Hamid Slimi is a Canadian imam and the founder of Sayeda Khadija Centre in Mississauga.

== Career ==
Slimi is the founder and president of Faith of Life Network, the Founder and Chairman of the Canadian Centre for Deen Studies, the former Chairman of the Canadian Council of Imams (2006-2013) and a lecturer at the Islamic Institute of Toronto.

In 2009, Slimi was featured by Georgetown University as one of the 500 Most influential Muslims in the World.

In addition to the traditional degrees known as Ijazah, he holds two master's degrees with High Honors in both disciplines from Morocco and the US and a PhD in Islamic Law from the U.K. He received both his traditional and academic learning in Morocco and attended other renowned institutions and universities in other parts of the world.

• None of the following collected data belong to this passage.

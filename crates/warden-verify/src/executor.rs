//! The method executor contract and registry.
//!
//! Each verification factor is scored by a pluggable executor behind a
//! single contract. The core never implements cryptography, biometrics,
//! or anomaly-detection math itself; external services (HSM, behavioral
//! models) sit behind this trait. The orchestrator imposes the timeout:
//! an executor that overruns is recorded as a failed result, so
//! implementations should still return promptly to free the task.

use async_trait::async_trait;
use std::collections::HashMap;
use std::sync::Arc;

use warden_core::SubjectId;

use crate::error::VerifyResult;
use crate::types::{MethodKind, MethodOutcome, VerificationContext};

#[async_trait]
pub trait MethodExecutor: Send + Sync {
    /// The factor this executor scores.
    fn kind(&self) -> MethodKind;

    /// Score the subject in the given context.
    ///
    /// An `Err` is absorbed by the orchestrator as a failed method result;
    /// it never aborts the pipeline.
    async fn execute(
        &self,
        subject: &SubjectId,
        context: &VerificationContext,
    ) -> VerifyResult<MethodOutcome>;
}

// ---------------------------------------------------------------------------
// ExecutorRegistry
// ---------------------------------------------------------------------------

/// Maps factor kinds to their executors. Built once at startup and
/// immutable afterwards.
#[derive(Default)]
pub struct ExecutorRegistry {
    executors: HashMap<MethodKind, Arc<dyn MethodExecutor>>,
}

impl ExecutorRegistry {
    pub fn new() -> Self {
        Self {
            executors: HashMap::new(),
        }
    }

    /// Register an executor, replacing any previous one for its kind.
    pub fn register(&mut self, executor: Arc<dyn MethodExecutor>) {
        self.executors.insert(executor.kind(), executor);
    }

    /// Builder-style registration.
    pub fn with(mut self, executor: Arc<dyn MethodExecutor>) -> Self {
        self.register(executor);
        self
    }

    pub fn get(&self, kind: MethodKind) -> Option<Arc<dyn MethodExecutor>> {
        self.executors.get(&kind).cloned()
    }

    pub fn kinds(&self) -> Vec<MethodKind> {
        self.executors.keys().copied().collect()
    }

    pub fn len(&self) -> usize {
        self.executors.len()
    }

    pub fn is_empty(&self) -> bool {
        self.executors.is_empty()
    }
}
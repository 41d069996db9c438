//! Warden Core
//!
//! Shared vocabulary for the Warden continuous-verification engine:
//! identifier newtypes, timestamps, the clamped risk score and its bucket
//! levels, the telemetry event model and sink contract, and the generic
//! TTL/capacity-bounded cache used by both the verification pipeline and
//! the policy evaluator.

pub mod cache;
pub mod telemetry;
pub mod types;

pub use cache::{CacheEntry, CacheStats, TtlCache};
pub use telemetry::{
    InMemorySink, Severity, TelemetryEvent, TelemetryKind, TelemetrySink, TracingSink,
};
pub use types::{
    RequestId, ResourceId, RiskLevel, RiskScore, RuleId, SessionId, SubjectId, Timestamp,
};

Slimi was considered as a candidate to play a role in Canadian former Guantanamo detainee Omar Khadr's rehabilitation, after he returns to Canada. Khadr's attorney, Lieutenant Commander William C. Kuebler, suggested Slimi draft a "religious rehabilitation" program, to prepare for Khadr's return.

Kuebler describes Slimi as a "bridge-builder". In 2008, Slimi became "the first Muslim to address Toronto's Neighbourhood Interfaith Group".